Take the line that contains "assert!((Starfield::aura_alpha(peak) - 0.35).abs()" in the data below and each line after it, through the last, and repeat them unchanged.

Records from a data source:
|---|

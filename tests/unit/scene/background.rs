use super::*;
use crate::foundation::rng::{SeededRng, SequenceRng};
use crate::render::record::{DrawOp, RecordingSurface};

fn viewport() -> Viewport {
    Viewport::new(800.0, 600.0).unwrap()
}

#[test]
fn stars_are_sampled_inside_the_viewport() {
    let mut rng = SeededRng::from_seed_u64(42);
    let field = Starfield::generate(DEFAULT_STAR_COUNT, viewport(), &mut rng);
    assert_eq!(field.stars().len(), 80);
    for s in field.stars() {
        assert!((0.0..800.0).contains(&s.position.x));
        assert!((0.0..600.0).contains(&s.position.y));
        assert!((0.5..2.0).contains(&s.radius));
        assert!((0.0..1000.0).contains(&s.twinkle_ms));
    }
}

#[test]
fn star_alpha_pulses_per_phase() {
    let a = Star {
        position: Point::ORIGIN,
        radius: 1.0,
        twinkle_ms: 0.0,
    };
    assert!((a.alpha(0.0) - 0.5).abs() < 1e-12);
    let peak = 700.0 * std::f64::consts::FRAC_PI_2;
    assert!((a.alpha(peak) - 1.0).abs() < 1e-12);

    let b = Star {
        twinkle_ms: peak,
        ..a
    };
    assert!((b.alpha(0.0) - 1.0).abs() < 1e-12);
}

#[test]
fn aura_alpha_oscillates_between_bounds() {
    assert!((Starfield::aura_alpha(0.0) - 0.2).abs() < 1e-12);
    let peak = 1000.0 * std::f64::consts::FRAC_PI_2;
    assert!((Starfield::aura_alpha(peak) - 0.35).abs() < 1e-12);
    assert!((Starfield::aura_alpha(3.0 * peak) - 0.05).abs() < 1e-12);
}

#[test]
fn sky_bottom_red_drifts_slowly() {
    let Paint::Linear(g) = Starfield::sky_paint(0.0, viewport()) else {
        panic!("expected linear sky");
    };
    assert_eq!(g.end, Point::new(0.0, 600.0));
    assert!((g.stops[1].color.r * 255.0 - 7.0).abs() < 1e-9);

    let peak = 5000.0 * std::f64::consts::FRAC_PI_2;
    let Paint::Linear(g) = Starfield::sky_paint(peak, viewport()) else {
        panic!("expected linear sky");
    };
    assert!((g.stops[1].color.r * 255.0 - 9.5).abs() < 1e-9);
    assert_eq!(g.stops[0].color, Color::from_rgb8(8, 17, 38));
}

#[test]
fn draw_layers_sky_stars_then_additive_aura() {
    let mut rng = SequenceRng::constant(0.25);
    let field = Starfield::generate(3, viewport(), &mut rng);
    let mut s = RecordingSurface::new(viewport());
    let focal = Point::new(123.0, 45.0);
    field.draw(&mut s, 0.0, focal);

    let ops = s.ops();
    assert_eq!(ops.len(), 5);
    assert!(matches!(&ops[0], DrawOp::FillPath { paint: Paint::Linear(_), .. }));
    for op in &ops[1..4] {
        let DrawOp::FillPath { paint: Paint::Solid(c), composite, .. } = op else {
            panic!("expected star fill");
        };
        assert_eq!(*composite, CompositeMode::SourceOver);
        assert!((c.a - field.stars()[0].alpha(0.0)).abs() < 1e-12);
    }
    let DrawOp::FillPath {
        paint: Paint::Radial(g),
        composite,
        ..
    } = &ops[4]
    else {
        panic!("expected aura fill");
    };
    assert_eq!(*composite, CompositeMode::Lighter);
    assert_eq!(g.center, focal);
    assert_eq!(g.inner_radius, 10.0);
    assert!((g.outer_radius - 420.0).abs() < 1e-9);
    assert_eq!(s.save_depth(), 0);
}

|---|

• [RESULT]
    assert!((Starfield::aura_alpha(peak) - 0.35).abs() < 1e-12);
    assert!((Starfield::aura_alpha(3.0 * peak) - 0.05).abs() < 1e-12);
}

#[test]
fn sky_bottom_red_drifts_slowly() {
    let Paint::Linear(g) = Starfield::sky_paint(0.0, viewport()) else {
        panic!("expected linear sky");
    };
    assert_eq!(g.end, Point::new(0.0, 600.0));
    assert!((g.stops[1].color.r * 255.0 - 7.0).abs() < 1e-9);

    let peak = 5000.0 * std::f64::consts::FRAC_PI_2;
    let Paint::Linear(g) = Starfield::sky_paint(peak, viewport()) else {
        panic!("expected linear sky");
    };
    assert!((g.stops[1].color.r * 255.0 - 9.5).abs() < 1e-9);
    assert_eq!(g.stops[0].color, Color::from_rgb8(8, 17, 38));
}

#[test]
fn draw_layers_sky_stars_then_additive_aura() {
    let mut rng = SequenceRng::constant(0.25);
    let field = Starfield::generate(3, viewport(), &mut rng);
    let mut s = RecordingSurface::new(viewport());
    let focal = Point::new(123.0, 45.0);
    field.draw(&mut s, 0.0, focal);

    let ops = s.ops();
    assert_eq!(ops.len(), 5);
    assert!(matches!(&ops[0], DrawOp::FillPath { paint: Paint::Linear(_), .. }));
    for op in &ops[1..4] {
        let DrawOp::FillPath { paint: Paint::Solid(c), composite, .. } = op else {
            panic!("expected star fill");
        };
        assert_eq!(*composite, CompositeMode::SourceOver);
        assert!((c.a - field.stars()[0].alpha(0.0)).abs() < 1e-12);
    }
    let DrawOp::FillPath {
        paint: Paint::Radial(g),
        composite,
        ..
    } = &ops[4]
    else {
        panic!("expected aura fill");
    };
    assert_eq!(*composite, CompositeMode::Lighter);
    assert_eq!(g.center, focal);
    assert_eq!(g.inner_radius, 10.0);
    assert!((g.outer_radius - 420.0).abs() < 1e-9);
    assert_eq!(s.save_depth(), 0);
}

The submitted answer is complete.